----- WORKING DATA -----
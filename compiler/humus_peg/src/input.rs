//! Input stream constructors.
//!
//! All streams speak the same contract: send one a customer and it replies
//! with the [`Cursor`] it stands for. Consumers cannot tell a character
//! stream from a stream of tokens produced by another grammar.

use std::cell::RefCell;
use std::rc::Rc;

use tracing::trace;

use crate::actor::{Actor, Behavior, EventLoop, EventLoopConfig};
use crate::combinator::Pattern;
use crate::cursor::{Cursor, Position, Stream};
use crate::error::RunError;
use crate::protocol::{Failure, Request, Success};
use crate::stack::ensure_sufficient_stack;
use crate::value::MatchValue;

struct CharSource {
    chars: Rc<[char]>,
    index: usize,
    position: Position,
}

impl<V: MatchValue + From<char>> Behavior<Actor<Cursor<V>>> for CharSource {
    fn receive(&self, sponsor: &mut EventLoop, customer: Actor<Cursor<V>>) {
        let cursor = match self.chars.get(self.index) {
            Some(&c) => {
                let rest = Actor::new(CharSource {
                    chars: Rc::clone(&self.chars),
                    index: self.index + 1,
                    position: self.position.after(c),
                });
                Cursor::new(self.position, V::from(c), rest)
            }
            None => Cursor::end(self.position),
        };
        sponsor.send(&customer, cursor);
    }
}

/// Character stream over `text`.
pub fn from_str<V: MatchValue + From<char>>(text: &str) -> Stream<V> {
    Actor::new(CharSource {
        chars: text.chars().collect(),
        index: 0,
        position: Position::START,
    })
}

struct ValueSource<V: 'static> {
    values: Rc<[V]>,
    index: usize,
}

impl<V: MatchValue> Behavior<Actor<Cursor<V>>> for ValueSource<V> {
    fn receive(&self, sponsor: &mut EventLoop, customer: Actor<Cursor<V>>) {
        let position = Position::new(self.index, 0, self.index);
        let cursor = match self.values.get(self.index) {
            Some(value) => {
                let rest = Actor::new(ValueSource {
                    values: Rc::clone(&self.values),
                    index: self.index + 1,
                });
                Cursor::new(position, value.clone(), rest)
            }
            None => Cursor::end(position),
        };
        sponsor.send(&customer, cursor);
    }
}

/// Stream over already materialized tokens, such as the list value of a
/// successful match. Token `i` sits at offset and column `i` of row 0.
pub fn from_values<V: MatchValue>(values: impl IntoIterator<Item = V>) -> Stream<V> {
    Actor::new(ValueSource {
        values: values.into_iter().collect(),
        index: 0,
    })
}

/// Stream that always answers with `cursor`.
pub fn from_cursor<V: MatchValue>(cursor: Cursor<V>) -> Stream<V> {
    Actor::from_fn(move |sponsor: &mut EventLoop, customer: Actor<Cursor<V>>| {
        sponsor.send(&customer, cursor.clone());
    })
}

enum Memo<V: 'static> {
    Idle,
    Pending(Vec<Actor<Cursor<V>>>),
    Ready(Cursor<V>),
}

/// Memo slot of one derived-stream position.
///
/// A ready cursor owns the next position's source, which owns the one after,
/// so dropping the first memo of a long stream drops the whole chain.
struct MemoCell<V: 'static>(RefCell<Memo<V>>);

impl<V: 'static> Drop for MemoCell<V> {
    fn drop(&mut self) {
        let memo = std::mem::replace(self.0.get_mut(), Memo::Idle);
        ensure_sufficient_stack(move || drop(memo));
    }
}

enum Base<V: 'static> {
    Stream(Stream<V>),
    Cursor(Cursor<V>),
}

struct TokenState<V: 'static> {
    base: Base<V>,
    skip: Option<Pattern<V>>,
    pattern: Pattern<V>,
    index: usize,
    memo: MemoCell<V>,
}

/// Derived stream position; answers with the cursor of token `index`.
struct TokenSource<V: 'static>(Rc<TokenState<V>>);

impl<V: MatchValue> TokenSource<V> {
    fn actor(state: TokenState<V>) -> Stream<V> {
        Actor::new(TokenSource(Rc::new(state)))
    }
}

impl<V: MatchValue> Behavior<Actor<Cursor<V>>> for TokenSource<V> {
    fn receive(&self, sponsor: &mut EventLoop, customer: Actor<Cursor<V>>) {
        let state = &self.0;
        {
            let mut memo = state.memo.0.borrow_mut();
            if let Memo::Ready(cursor) = &*memo {
                let cursor = cursor.clone();
                drop(memo);
                sponsor.send(&customer, cursor);
                return;
            }
            if let Memo::Pending(waiting) = &mut *memo {
                waiting.push(customer);
                return;
            }
            *memo = Memo::Pending(vec![customer]);
        }
        match &state.base {
            Base::Cursor(cursor) => TokenState::skip(state, sponsor, cursor.clone()),
            Base::Stream(stream) => {
                let state = Rc::clone(state);
                let customer = Actor::from_fn(move |sponsor: &mut EventLoop, cursor: Cursor<V>| {
                    TokenState::skip(&state, sponsor, cursor);
                });
                sponsor.send(stream, customer);
            }
        }
    }
}

impl<V: MatchValue> TokenState<V> {
    /// Step over trivia before the token, if a skip pattern is set.
    fn skip(state: &Rc<Self>, sponsor: &mut EventLoop, at: Cursor<V>) {
        let Some(skip) = &state.skip else {
            Self::lex(state, sponsor, at);
            return;
        };
        let after = Rc::clone(state);
        let ok = Actor::from_fn(move |sponsor: &mut EventLoop, success: Success<V>| {
            Self::lex(&after, sponsor, success.end);
        });
        let stay = Rc::clone(state);
        let here = at.clone();
        let fail = Actor::from_fn(move |sponsor: &mut EventLoop, _: Failure<V>| {
            Self::lex(&stay, sponsor, here.clone());
        });
        skip.send(sponsor, Request::new(at, ok, fail));
    }

    fn lex(state: &Rc<Self>, sponsor: &mut EventLoop, at: Cursor<V>) {
        let matched = Rc::clone(state);
        let here = at.clone();
        let ok = Actor::from_fn(move |sponsor: &mut EventLoop, success: Success<V>| {
            let cursor = if success.consumed() == 0 {
                Cursor::end(matched.position(&here))
            } else {
                let position = matched.position(&success.start);
                let rest = TokenSource::actor(TokenState {
                    base: Base::Cursor(success.end),
                    skip: matched.skip.clone(),
                    pattern: matched.pattern.clone(),
                    index: matched.index + 1,
                    memo: MemoCell(RefCell::new(Memo::Idle)),
                });
                Cursor::new(position, success.value, rest)
            };
            matched.resolve(sponsor, cursor);
        });
        let failed = Rc::clone(state);
        let here = at.clone();
        let fail = Actor::from_fn(move |sponsor: &mut EventLoop, failure: Failure<V>| {
            let position = failed.position(&here);
            let cursor = if let Some(lower) = here.stall() {
                Cursor::stalled(position, lower.clone())
            } else if here.is_end() {
                Cursor::end(position)
            } else {
                trace!(at = %here.position(), token = failed.index, "derived stream stalled");
                Cursor::stalled(position, failure)
            };
            failed.resolve(sponsor, cursor);
        });
        state.pattern.send(sponsor, Request::new(at, ok, fail));
    }

    /// Token offset, with the row and column of `below` in the layer below.
    fn position(&self, below: &Cursor<V>) -> Position {
        let below = below.position();
        Position::new(self.index, below.row, below.col)
    }

    fn resolve(&self, sponsor: &mut EventLoop, cursor: Cursor<V>) {
        let previous = std::mem::replace(&mut *self.memo.0.borrow_mut(), Memo::Ready(cursor.clone()));
        if let Memo::Pending(waiting) = previous {
            for customer in waiting {
                sponsor.send(&customer, cursor.clone());
            }
        }
    }
}

/// Derived stream: token `i` is the value of the `i`-th successive match of
/// `pattern` over `source`.
///
/// The stream ends where `pattern` fails at the end of `source` or matches
/// without consuming anything. If `pattern` fails anywhere else, the stream
/// ends early with a stalled cursor carrying that failure.
pub fn from_peg<V: MatchValue>(source: Stream<V>, pattern: Pattern<V>) -> Stream<V> {
    from_peg_skipping(source, None, pattern)
}

/// Like [`from_peg`], first stepping over whatever `skip` matches before
/// each token. Token positions then point past the skipped input.
pub fn from_peg_skipping<V: MatchValue>(
    source: Stream<V>,
    skip: Option<Pattern<V>>,
    pattern: Pattern<V>,
) -> Stream<V> {
    TokenSource::actor(TokenState {
        base: Base::Stream(source),
        skip,
        pattern,
        index: 0,
        memo: MemoCell(RefCell::new(Memo::Idle)),
    })
}

struct Walker<V: 'static> {
    seen: Rc<RefCell<Vec<Cursor<V>>>>,
}

impl<V: MatchValue> Behavior<Cursor<V>> for Walker<V> {
    fn receive(&self, sponsor: &mut EventLoop, cursor: Cursor<V>) {
        self.seen.borrow_mut().push(cursor.clone());
        let next = Actor::new(Walker {
            seen: Rc::clone(&self.seen),
        });
        cursor.advance(sponsor, next);
    }
}

/// Walk `stream` to its end. Returns every cursor in order; the last one is
/// the end cursor.
pub fn collect<V: MatchValue>(
    stream: &Stream<V>,
    config: EventLoopConfig,
) -> Result<Vec<Cursor<V>>, RunError> {
    let seen = Rc::new(RefCell::new(Vec::new()));
    let mut sponsor = EventLoop::with_config(config);
    sponsor.send(
        stream,
        Actor::new(Walker {
            seen: Rc::clone(&seen),
        }),
    );
    sponsor.run()?;
    Ok(seen.take())
}

#[cfg(test)]
mod tests;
-----
When a line in the material above contains the word "after", copy that line out.

## TASK RESPONSE
                    position: self.position.after(c),
/// A ready cursor owns the next position's source, which owns the one after,
        let after = Rc::clone(state);
            Self::lex(&after, sponsor, success.end);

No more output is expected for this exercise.